Renato Briganti, docente del dipartimento di diritto dell’Economia dell’Università “Federico II, sottolinea che “sebbene ad oggi la legislazione italiana non includa la categoria giuridica di bene comune, l’accoglimento del quesito referendario sull’acqua come bene comune da parte della Corte Costituzionale, e la sentenza della Corte di Cassazione del 14 febbraio 2011 sulla valle da pesca della laguna di Venezia, da ritenersi bene comune vale a dire, prescindendo dal titolo di proprietà, strumentalmente collegato agli interessi di tutti i cittadini, sono due precedenti giuridici utili per una riforma organica”. Un impianto di riforma già esiste, ed è stato curato da un gruppo di lavoro presieduto dal professore Stefano Rodotà. L’allarme lanciato nel corso dell’incontro richiama il rischio che beni come l’acqua, l’aria, le energie, la terra come produttrice di nutrimento vengano sempre più privatizzate. “Si utilizza strumentalmente la parola liberalizzazioni, ma in realtà si tratta di privatizzazioni – spiega il professor Briganti – come è avvenuto per le autostrade, di fatto consegnate alla gestione di pochi gruppi imprenditoriali per pochi spiccioli.”

Diverso e più complesso da dirimere giuridicamente il discorso su “beni comuni immateriali” come la cultura e l’arte: ”Il Teatro Valle e l’ex Asilo Filangieri sono esempi di luoghi in cui le attività culturali e artistiche possono essere un arricchimento per tutta la cittadinanza, ma la loro definizione giuridica è ancora in via di definizione.”

A livello internazionale esistono esempi di Costituzioni “aperte” ai beni comuni: la Costituzione della Bolivia inserisce la madre Terra coma principio, la cui funzione sociale è dare cibo e lavoro, l’Uruguay disciplina l’acqua tra i beni comuni. Tuttavia è diffuso nel mondo un sistema mercantile pericoloso: di fatto in molti Paesi le aziende che “pagano” sembrano aver acquisito anche il diritto di inquinare.

E sull’ambiente come bene comune è stato focalizzato l’intervento del dottor Giuseppe Comella, Associazione Internazionale Medici per l'Ambiente (I.S.D.E), I.N.T. Napoli, che ha denunciato “il notevole aumento della percentuale di tumori che colpiscono i cittadini del sud Italia e il grave inquinamento provocato dai rifiuti tossici industriali.” L’auspicio del dottor Comella è che la Regione Campania renda al più presto operativa la disposizione sul registro dei tumori.

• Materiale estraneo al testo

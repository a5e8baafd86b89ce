//! GitHub commands.

use anyhow::{Context, Result};
use cadence_config::SystemConfig;
use cadence_github::GitHubClient;

/// List commits on a branch, newest first, following pagination.
pub async fn commits(
    config: &SystemConfig,
    owner: &str,
    repo: &str,
    branch: &str,
    pages: u32,
) -> Result<()> {
    let client = GitHubClient::from_settings(&config.github)?;
    let mut url = Some(client.commits_url(owner, repo, branch));
    let mut fetched = 0;

    while let Some(page_url) = url.take() {
        if fetched >= pages {
            break;
        }
        let page = client
            .get_commits(&page_url)
            .await
            .with_context(|| format!("Failed to list commits of {}/{}", owner, repo))?;
        fetched += 1;

        for commit in &page.commits {
            let summary = commit.commit.message.lines().next().unwrap_or_default();
            println!("{:.10}  {}  {}", commit.sha, commit.commit.author.name, summary);
        }
        url = page.next;
    }

    Ok(())
}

Al seminario ha partecipato anche Peppe Pagano,della Cooperativa Sociale Agropoli, che ha raccontato l’esperienza della Nuova Cucina Organizzata (NCO),a San Cipriano D'Aversa: “Dopo un periodo iniziale di diffidenza i cittadini hanno fatto rete intorno alla nostra attività, e ora siamo una realtà radicata sul territorio.”